Even in nonsolar applications, recent market trends imply a renewed interest in high capacity SLA battery cells. Automotive, or starting, SLA cells are inexpensive from a cost/power output perspective and can deliver high pulse currents for short durations, making them an excellent choice for automotive and other vehicle starter applications. Embedded automotive applications have input voltages 30 V, with some even higher. Consider a GPS location system used as an antitheft deterrent; a linear charger with the typical 12 V input stepping down to 2-in-series Li-Ion battery (7.4 V typical) and needing protection to much higher voltages, could be valuable for this application. Deep cycle LA batteries are another technology popular in industrial applications. They have thicker plates than automotive batteries and are designed to be discharged to as low as 20% of their total capacity. They are normally used where power is required over a longer time constant such as fork lifts and golf carts. Nevertheless, like their Li-Ion counterpart, LA batteries are sensitive to overcharging, so careful treatment during the charging cycle is very important.

Current integrated circuit (IC)-based solutions cover just a fraction of the many possible combinations of input voltage, charge voltage, and charge current. A cumbersome combination of ICs and discrete components has routinely been used to cover most of the remaining, more difficult combinations and topologies. That wasn’t until, in 2011, when Analog Devices addressed and simplified this market application space with its popular 2-chip charging solution consisting of the LTC4000 battery charging controller IC mated with a compatible, externally compensated dc-to-dc converter.
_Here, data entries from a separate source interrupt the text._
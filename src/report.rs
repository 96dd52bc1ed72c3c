//! Console rendering of saved servers.
//!
//! Text mode prints every stored value as is: text and blob bytes verbatim,
//! numbers in decimal and `NULL` as `None`, so a missing value never looks
//! like an empty string.

use std::io::{self, Write};

use crate::error::Result;
use crate::reader::{Field, ServerRecord};

/// Width of the dash line written after every record block.
pub const SEPARATOR_WIDTH: usize = 30;

/// Marker printed for a `NULL` column.
pub const NULL_MARKER: &str = "None";

#[derive(Debug, Clone, Copy, Default, PartialEq, Eq)]
pub enum OutputFormat {
    #[default]
    Text,
    Json,
}

pub fn write_records<W: Write>(out: &mut W, records: &[ServerRecord], format: OutputFormat) -> Result<()> {
    match format {
        OutputFormat::Text => write_text(out, records),
        OutputFormat::Json => write_json(out, records),
    }
}

fn write_field<W: Write>(out: &mut W, label: &str, field: &Field) -> io::Result<()> {
    write!(out, "{label}: ")?;
    match field {
        Field::Null => out.write_all(NULL_MARKER.as_bytes())?,
        Field::Integer(i) => write!(out, "{i}")?,
        Field::Real(r) => write!(out, "{r:?}")?,
        Field::Text(s) => out.write_all(s.as_bytes())?,
        Field::Blob(b) => out.write_all(b)?,
    }
    out.write_all(b"\n")
}

/// One four-line block per record, each followed by a dash separator.
pub fn write_text<W: Write>(out: &mut W, records: &[ServerRecord]) -> Result<()> {
    let separator = "-".repeat(SEPARATOR_WIDTH);
    for record in records {
        write_field(out, "Server", &record.name)?;
        write_field(out, "Host", &record.host)?;
        write_field(out, "Username", &record.username)?;
        write_field(out, "Password (encrypted)", &record.encrypted_password)?;
        writeln!(out, "{separator}")?;
    }
    out.flush()?;
    Ok(())
}

/// Pretty JSON array. `NULL` is `null` and a blob is an array of byte values.
pub fn write_json<W: Write>(out: &mut W, records: &[ServerRecord]) -> Result<()> {
    serde_json::to_writer_pretty(&mut *out, records)?;
    writeln!(out)?;
    out.flush()?;
    Ok(())
}

#[cfg(test)]
mod tests {
    use super::*;

    fn record(name: &str, password: Option<&str>) -> ServerRecord {
        ServerRecord {
            name: name.into(),
            host: "10.0.0.5".into(),
            username: "admin".into(),
            encrypted_password: password.map_or(Field::Null, Field::from),
        }
    }

    fn render(records: &[ServerRecord], format: OutputFormat) -> String {
        let mut out = Vec::new();
        write_records(&mut out, records, format).unwrap();
        String::from_utf8(out).unwrap()
    }

    #[test]
    fn text_block_layout() {
        let out = render(&[record("staging", Some("Z0FBQUFB"))], OutputFormat::Text);
        assert_eq!(
            out,
            "Server: staging\n\
             Host: 10.0.0.5\n\
             Username: admin\n\
             Password (encrypted): Z0FBQUFB\n\
             ------------------------------\n"
        );
    }

    #[test]
    fn text_keeps_result_order() {
        let out = render(&[record("b", None), record("a", None)], OutputFormat::Text);
        let names: Vec<&str> = out
            .lines()
            .filter_map(|line| line.strip_prefix("Server: "))
            .collect();
        assert_eq!(names, ["b", "a"]);
        assert_eq!(out.lines().filter(|l| *l == "-".repeat(30)).count(), 2);
    }

    #[test]
    fn null_password_prints_none() {
        let out = render(&[record("x", None)], OutputFormat::Text);
        assert!(out.lines().any(|line| line == "Password (encrypted): None"));

        let out = render(&[record("x", Some(""))], OutputFormat::Text);
        assert!(out.lines().any(|line| line == "Password (encrypted): "));
    }

    #[test]
    fn blob_and_numbers_print_as_stored() {
        let records = [ServerRecord {
            name: Field::Integer(42),
            host: Field::Real(2.0),
            username: Field::Null,
            encrypted_password: Field::Blob(vec![b'g', 0xff, b'A']),
        }];
        let mut out = Vec::new();
        write_text(&mut out, &records).unwrap();

        let mut expected = b"Server: 42\nHost: 2.0\nUsername: None\nPassword (encrypted): g".to_vec();
        expected.push(0xff);
        expected.extend_from_slice(b"A\n------------------------------\n");
        assert_eq!(out, expected);
    }

    #[test]
    fn empty_text_prints_nothing() {
        assert_eq!(render(&[], OutputFormat::Text), "");
    }

    #[test]
    fn json_uses_field_names() {
        let out = render(&[record("prod", Some("abc"))], OutputFormat::Json);
        let value: serde_json::Value = serde_json::from_str(&out).unwrap();
        assert_eq!(value[0]["name"], "prod");
        assert_eq!(value[0]["encrypted_password"], "abc");
        assert_eq!(render(&[], OutputFormat::Json).trim(), "[]");

        let out = render(&[record("none", None)], OutputFormat::Json);
        let value: serde_json::Value = serde_json::from_str(&out).unwrap();
        assert!(value[0]["encrypted_password"].is_null());
    }
}
//! Where pgAdmin 4 keeps its configuration database.

use std::path::{Path, PathBuf};

use crate::error::{Error, Result};

/// Location of `pgadmin4.db` relative to the user profile directory.
pub const RELATIVE_DB_PATH: [&str; 4] = ["AppData", "Roaming", "pgadmin", "pgadmin4.db"];

/// Resolve the database path for the running user. The file is not checked.
pub fn database_path() -> Result<PathBuf> {
    let profile = dirs::home_dir().ok_or(Error::PathResolution)?;
    let path = database_path_in(&profile);
    tracing::debug!(path = %path.display(), "resolved pgAdmin database path");
    Ok(path)
}

pub fn database_path_in(profile: &Path) -> PathBuf {
    RELATIVE_DB_PATH
        .iter()
        .fold(profile.to_path_buf(), |path, part| path.join(part))
}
Switching vs. Linear Chargers

Traditional linear topology battery charger ICs were often valued for their compact footprints, simplicity, and low cost. However, drawbacks of these linear chargers include a limited input and battery voltage range, higher relative current consumption, excessive power dissipation, limited charge termination algorithms, and lower relative efficiency (efficiency ~ [VOUT/VIN] × 100%). On the other hand, switch-mode battery chargers are also popular choices due to their flexible topology, multichemistry charging, high charging efficiencies (which minimize heat to enable fast charge times), and wide operating voltage ranges. Nevertheless, some of the drawbacks of switching chargers include relatively high cost, more complicated inductor-based designs, potential noise generation, and larger footprint solutions. Modern LA, wireless power, energy harvesting, solar charging, remote sensor, and embedded automotive applications have been routinely powered by high voltage linear battery chargers for the reasons stated above. However, an opportunity exists for a more modern switch-mode charger that negates the associated drawbacks.

An Uncomplicated Buck Battery Charger

Some of the tougher challenges a designer faces at the outset of a charging solution are the wide range of input sources combined with a wide range of possible batteries, the high capacity of the batteries needing to be charged, and a high input voltage.

Input sources are as wide as they are variable, but some of the more complicated ones that deal with battery charging systems are: high powered wall adapters with voltages spanning from 5 V to 19 V and beyond, rectified 24 V ac systems, high impedance solar panels, car, and heavy truck/Humvee batteries. Therefore, it follows that the combination of battery chemistries possible in these systems—lithium-based (Li-Ion, Li-Polymer, lithium-iron phosphate (LiFePO4)) and LA-based—increases the permutations even more, thus making the design even more daunting.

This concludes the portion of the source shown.